*** Opening of Input ***

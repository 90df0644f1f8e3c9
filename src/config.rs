//! Configuration module for the Fluent Forward exporter.
//!
//! Configuration is loaded from `FLUENT_FORWARD_*` environment variables,
//! falling back to defaults that match a local Fluentd / Fluent Bit
//! listening on the standard forward port.

use std::collections::BTreeMap;
use std::env;
use std::net::ToSocketAddrs;
use std::time::Duration;

use thiserror::Error;

use crate::protocol::SendMode;
use crate::translator::{
    KubernetesMetadata, TranslatorConfig, DEFAULT_KUBERNETES_KEY, MESSAGE_LABEL, SEVERITY_LABEL,
    TIME_LABEL,
};

/// Default collector address
const DEFAULT_ENDPOINT: &str = "localhost:24224";

/// Default routing tag
const DEFAULT_TAG: &str = "tag";

/// Default connect timeout in seconds
const DEFAULT_CONNECTION_TIMEOUT_SECS: u64 = 30;

/// Maximum connect timeout in seconds
const MAX_CONNECTION_TIMEOUT_SECS: u64 = 300;

/// Hostname announced in the handshake when none can be determined
const FALLBACK_HOSTNAME: &str = "localhost";

/// Labels enabled when `FLUENT_FORWARD_DEFAULT_LABELS` is unset
const DEFAULT_LABELS: &[&str] = &[
    SEVERITY_LABEL,
    MESSAGE_LABEL,
    TIME_LABEL,
    "exporter",
    "job",
    "instance",
];

/// Error type for configuration loading and validation failures.
#[derive(Debug, Error)]
pub enum ConfigError {
    /// An environment variable holds an unusable value
    #[error("Configuration error for {env_var}: {message}")]
    Env { env_var: String, message: String },

    /// The assembled configuration is inconsistent
    #[error("Configuration error: {0}")]
    Invalid(String),

    /// The endpoint is malformed or does not resolve
    #[error("exporter has an invalid TCP endpoint: {0}")]
    InvalidEndpoint(String),

    /// TLS is enabled with certificate verification but no context was supplied
    #[error("TLS is enabled with certificate verification but no TLS context was provided")]
    MissingTlsContext,

    /// TLS client configuration could not be built
    #[error("TLS configuration error: {0}")]
    Tls(String),
}

/// Transport security settings.
#[derive(Debug, Clone, Default, PartialEq, Eq)]
pub struct TlsSettings {
    /// Wrap the connection in TLS
    pub enabled: bool,

    /// Accept any server certificate
    pub insecure_skip_verify: bool,

    /// Name to verify the server certificate against; defaults to the endpoint host
    pub server_name: Option<String>,
}

/// Configuration for the Fluent Forward exporter.
///
/// All settings can be configured via environment variables:
/// - `FLUENT_FORWARD_ENDPOINT`: collector `host:port` (default: localhost:24224)
/// - `FLUENT_FORWARD_TAG`: routing tag (default: tag)
/// - `FLUENT_FORWARD_SHARED_KEY`: enables the shared-key handshake
/// - `FLUENT_FORWARD_REQUIRE_ACK`, `FLUENT_FORWARD_COMPRESS_GZIP`: delivery modes
/// - `FLUENT_FORWARD_DEFAULT_LABELS`: e.g. `time,severity=true,job=false`
#[derive(Debug, Clone, PartialEq)]
pub struct Config {
    /// Collector address as `host:port`
    pub endpoint: String,

    /// Resolve the endpoint during validation
    pub validate_tcp_resolution: bool,

    /// Timeout for establishing the connection
    pub connection_timeout: Duration,

    /// Transport security
    pub tls: TlsSettings,

    /// Shared key for the authentication handshake
    pub shared_key: Option<String>,

    /// Hostname announced during the handshake
    pub self_hostname: String,

    /// Wait for the server to acknowledge every message
    pub require_ack: bool,

    /// Routing tag sent with every message
    pub tag: String,

    /// Send messages in gzip-compressed PackedForward mode
    pub compress_gzip: bool,

    /// Labels to include in every record
    pub default_labels_enabled: BTreeMap<String, bool>,

    /// Kubernetes metadata enrichment
    pub kubernetes_metadata: Option<KubernetesMetadata>,
}

impl Config {
    /// Load configuration from environment variables.
    ///
    /// # Errors
    ///
    /// Returns `ConfigError` if a variable holds a value that cannot be parsed.
    ///
    /// # Examples
    ///
    /// ```no_run
    /// use fluent_forward_exporter::config::Config;
    ///
    /// let config = Config::from_env().expect("Failed to load config");
    /// println!("Endpoint: {}", config.endpoint);
    /// ```
    pub fn from_env() -> Result<Self, ConfigError> {
        Self::from_lookup(|key| env::var(key).ok())
    }

    /// Load configuration through an arbitrary variable lookup.
    pub fn from_lookup<F>(lookup: F) -> Result<Self, ConfigError>
    where
        F: Fn(&str) -> Option<String>,
    {
        let defaults = Self::default();

        let endpoint = lookup("FLUENT_FORWARD_ENDPOINT")
            .map(|v| v.trim().to_string())
            .filter(|v| !v.is_empty())
            .unwrap_or(defaults.endpoint);

        let connection_timeout = match lookup("FLUENT_FORWARD_CONNECTION_TIMEOUT_SECS") {
            Some(value) => Duration::from_secs(parse_timeout(
                "FLUENT_FORWARD_CONNECTION_TIMEOUT_SECS",
                &value,
            )?),
            None => defaults.connection_timeout,
        };

        let tls = TlsSettings {
            enabled: parse_bool(&lookup, "FLUENT_FORWARD_TLS_ENABLED")?.unwrap_or(false),
            insecure_skip_verify: parse_bool(&lookup, "FLUENT_FORWARD_TLS_INSECURE_SKIP_VERIFY")?
                .unwrap_or(false),
            server_name: lookup("FLUENT_FORWARD_TLS_SERVER_NAME").filter(|v| !v.is_empty()),
        };

        let default_labels_enabled = match lookup("FLUENT_FORWARD_DEFAULT_LABELS") {
            Some(value) => parse_labels("FLUENT_FORWARD_DEFAULT_LABELS", &value)?,
            None => defaults.default_labels_enabled,
        };

        let kubernetes_metadata = match lookup("FLUENT_FORWARD_K8S_METADATA_KEY") {
            Some(key) => Some(KubernetesMetadata {
                key: if key.trim().is_empty() {
                    DEFAULT_KUBERNETES_KEY.to_string()
                } else {
                    key.trim().to_string()
                },
                include_pod_labels: parse_bool(&lookup, "FLUENT_FORWARD_K8S_INCLUDE_POD_LABELS")?
                    .unwrap_or(false),
            }),
            None => None,
        };

        Ok(Self {
            endpoint,
            validate_tcp_resolution: parse_bool(&lookup, "FLUENT_FORWARD_VALIDATE_TCP_RESOLUTION")?
                .unwrap_or(false),
            connection_timeout,
            tls,
            shared_key: lookup("FLUENT_FORWARD_SHARED_KEY").filter(|v| !v.is_empty()),
            self_hostname: lookup("FLUENT_FORWARD_SELF_HOSTNAME")
                .filter(|v| !v.is_empty())
                .unwrap_or(defaults.self_hostname),
            require_ack: parse_bool(&lookup, "FLUENT_FORWARD_REQUIRE_ACK")?.unwrap_or(false),
            tag: lookup("FLUENT_FORWARD_TAG").unwrap_or(defaults.tag),
            compress_gzip: parse_bool(&lookup, "FLUENT_FORWARD_COMPRESS_GZIP")?.unwrap_or(false),
            default_labels_enabled,
            kubernetes_metadata,
        })
    }

    /// Check the configuration before an exporter is built from it.
    pub fn validate(&self) -> Result<(), ConfigError> {
        if self.tag.trim().is_empty() {
            return Err(ConfigError::Invalid("tag must not be empty".to_string()));
        }

        if self.connection_timeout.is_zero()
            || self.connection_timeout > Duration::from_secs(MAX_CONNECTION_TIMEOUT_SECS)
        {
            return Err(ConfigError::Invalid(format!(
                "connection timeout must be between 1 and {}s",
                MAX_CONNECTION_TIMEOUT_SECS
            )));
        }

        let Some((host, port)) = self.endpoint.rsplit_once(':') else {
            return Err(ConfigError::InvalidEndpoint(format!(
                "address {}: missing port",
                self.endpoint
            )));
        };
        if host.is_empty() || host.contains('/') || port.parse::<u16>().is_err() {
            return Err(ConfigError::InvalidEndpoint(format!(
                "address {}: expected host:port",
                self.endpoint
            )));
        }

        if self.validate_tcp_resolution {
            // Fail now rather than when the exporter first connects.
            let resolved = self
                .endpoint
                .to_socket_addrs()
                .map_err(|e| ConfigError::InvalidEndpoint(format!("address {}: {}", self.endpoint, e)))?;
            if resolved.count() == 0 {
                return Err(ConfigError::InvalidEndpoint(format!(
                    "address {}: no addresses found",
                    self.endpoint
                )));
            }
        }

        Ok(())
    }

    /// Host part of the endpoint, without brackets for IPv6 literals.
    pub fn endpoint_host(&self) -> &str {
        self.endpoint
            .rsplit_once(':')
            .map(|(host, _)| host)
            .unwrap_or(&self.endpoint)
            .trim_start_matches('[')
            .trim_end_matches(']')
    }

    /// Transmission mode fixed by the compression flag.
    pub fn send_mode(&self) -> SendMode {
        SendMode::from_compression(self.compress_gzip)
    }

    /// Settings for the record translator.
    pub fn translator_config(&self) -> TranslatorConfig {
        TranslatorConfig {
            default_labels_enabled: self.default_labels_enabled.clone(),
            kubernetes_metadata: self.kubernetes_metadata.clone(),
        }
    }
}

impl Default for Config {
    fn default() -> Self {
        Self {
            endpoint: DEFAULT_ENDPOINT.to_string(),
            validate_tcp_resolution: false,
            connection_timeout: Duration::from_secs(DEFAULT_CONNECTION_TIMEOUT_SECS),
            tls: TlsSettings::default(),
            shared_key: None,
            self_hostname: default_hostname(),
            require_ack: false,
            tag: DEFAULT_TAG.to_string(),
            compress_gzip: false,
            default_labels_enabled: DEFAULT_LABELS
                .iter()
                .map(|label| (label.to_string(), true))
                .collect(),
            kubernetes_metadata: None,
        }
    }
}

fn default_hostname() -> String {
    hostname::get()
        .ok()
        .and_then(|name| name.into_string().ok())
        .filter(|name| !name.is_empty())
        .unwrap_or_else(|| FALLBACK_HOSTNAME.to_string())
}

fn parse_bool<F>(lookup: &F, env_var: &str) -> Result<Option<bool>, ConfigError>
where
    F: Fn(&str) -> Option<String>,
{
    match lookup(env_var) {
        Some(value) => parse_bool_value(&value)
            .map(Some)
            .ok_or_else(|| ConfigError::Env {
                env_var: env_var.to_string(),
                message: format!("'{}' is not a valid boolean", value),
            }),
        None => Ok(None),
    }
}

fn parse_bool_value(value: &str) -> Option<bool> {
    match value.trim().to_ascii_lowercase().as_str() {
        "true" | "1" | "yes" | "on" => Some(true),
        "false" | "0" | "no" | "off" => Some(false),
        _ => None,
    }
}

fn parse_timeout(env_var: &str, value: &str) -> Result<u64, ConfigError> {
    let secs: u64 = value.trim().parse().map_err(|_| ConfigError::Env {
        env_var: env_var.to_string(),
        message: format!("'{}' is not a valid number", value),
    })?;

    if secs == 0 {
        return Err(ConfigError::Env {
            env_var: env_var.to_string(),
            message: "timeout must be greater than 0".to_string(),
        });
    }

    if secs > MAX_CONNECTION_TIMEOUT_SECS {
        return Err(ConfigError::Env {
            env_var: env_var.to_string(),
            message: format!(
                "timeout {} exceeds maximum ({}s)",
                secs, MAX_CONNECTION_TIMEOUT_SECS
            ),
        });
    }

    Ok(secs)
}

/// Parse `name[=bool],...` into a label map. A bare name means enabled.
fn parse_labels(env_var: &str, value: &str) -> Result<BTreeMap<String, bool>, ConfigError> {
    let mut labels = BTreeMap::new();

    for item in value.split(',').map(str::trim).filter(|item| !item.is_empty()) {
        let (name, enabled) = match item.split_once('=') {
            Some((name, flag)) => {
                let enabled = parse_bool_value(flag).ok_or_else(|| ConfigError::Env {
                    env_var: env_var.to_string(),
                    message: format!("'{}' is not a valid boolean for label {}", flag, name.trim()),
                })?;
                (name.trim(), enabled)
            }
            None => (item, true),
        };

        if name.is_empty() {
            return Err(ConfigError::Env {
                env_var: env_var.to_string(),
                message: format!("empty label name in '{}'", item),
            });
        }

        labels.insert(name.to_string(), enabled);
    }

    Ok(labels)
}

*** Close of Input ***

**What you should do:**
Among the lines above, please count those that contain the string "holds" and write the number by itself.

**Written response:**
2